Our hearts are heavy and our mourning is deep. We must honor our loss and our feelings, but not forget that we have a responsibility to overcome our own feelings of hatred, and be accountable to ourselves and to one another. The question is, how and where do we begin to find a path towards healing and towards changing our world that runs amok with senseless deaths caused by hate crimes, fueled by fear? There are no words we can write to comfort the families, friends, and lovers of our 49 brothers and sisters that were victims on the early hours on a Sunday morning in Orlando, Florida, when a lone shooter massacred innocent people at a gay club. Just as there are no words to comfort and express the rage that came when the same thing happened at a gay discotheque in Xalapa, Veracruz, Mexico in May 2016. Shooters came in, murdered 15 people and walked away free and under a cloak of impunity. Not even the Mexican news outlets brought the massacre to light. This particular lament is as dark as it gets, and leaves Mexicans further in isolation, feeling hopeless with no solutions in sight.
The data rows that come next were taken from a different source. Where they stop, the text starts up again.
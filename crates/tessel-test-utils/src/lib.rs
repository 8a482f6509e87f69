//! Test utilities for Tessel development.
//!
//! Provides proptest strategies over the core vocabulary and a few
//! fixed point sets that tests and benches share.

#![forbid(unsafe_code)]
#![allow(missing_docs)]
#![deny(rustdoc::broken_intra_doc_links)]

use proptest::prelude::*;
use tessel_core::{Corner, Direction, Point, StaggeredDirection, Topology};

/// Any of the 8 directions.
pub fn arb_direction() -> impl Strategy<Value = Direction> {
    proptest::sample::select(Direction::ALL.to_vec())
}

/// Any of the 6 staggered directions.
pub fn arb_staggered_direction() -> impl Strategy<Value = StaggeredDirection> {
    proptest::sample::select(StaggeredDirection::ALL.to_vec())
}

/// Any of the 4 corners.
pub fn arb_corner() -> impl Strategy<Value = Corner> {
    proptest::sample::select(Corner::ALL.to_vec())
}

/// Either topology.
pub fn arb_topology() -> impl Strategy<Value = Topology> {
    prop_oneof![Just(Topology::Checkerboard), Just(Topology::Staggered)]
}

/// Any `i32`, with the two limits and zero drawn often.
pub fn arb_coord() -> impl Strategy<Value = i32> {
    prop_oneof![
        1 => Just(i32::MIN),
        1 => Just(i32::MAX),
        1 => Just(0),
        6 => any::<i32>(),
    ]
}

/// A point anywhere in the `i32` plane.
pub fn arb_point() -> impl Strategy<Value = Point> {
    (arb_coord(), arb_coord()).prop_map(|(x, y)| Point::new(x, y))
}

/// The 3×3 block of displacements around the origin, origin included.
pub fn unit_block() -> Vec<Point> {
    let mut out = Vec::with_capacity(9);
    for dy in -1..=1 {
        for dx in -1..=1 {
            out.push(Point::new(dx, dy));
        }
    }
    out
}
When we think about the Orlando massacre, it is not enough to think about one man with one weapon, his mental illness, and a bastardized and misguided ideology. We must understand the degree to which our society at all levels is sick and needs healing. Worldwide since May 2016, the dead claimed by mass attacks number in the hundreds, and that is not counting the young Black and Latino men who have been killed by those who are sworn to serve and protect. It is overwhelming to think of how all of these tragedies are related, and to think that they themselves are only symptoms of a world that must change, one person at a time, institutions one by one, and country by country.
So let us be still for a moment and hold one another in mourning for so many beautiful lives lost to violence everywhere; and then, let us examine our own beliefs and actions and then, as our Alaska Native brothers and sisters eloquently say, “speak to be heard, and listen to understand.” Let us think critically about the interrelationships between beliefs and policies, let us remember that race, economic and political systems, and systems of beliefs were constructed by human beings just like us, and therefore can be changed. To start, let us advocate for common sense gun laws. Just as we demand safety in the food that we eat, the cars that we drive, the water that we drink, we should be safe on the streets that we walk and the places where we live and love. Let us also demand that our Congress—senators and representatives—stop being complicit in letting big and disproportionate interests benefit from the business of fear that takes innocent lives. Demand that politicians love our country more than they love their careers, and that they implement campaign reform. These are just starting points, but like all change, it should start with us.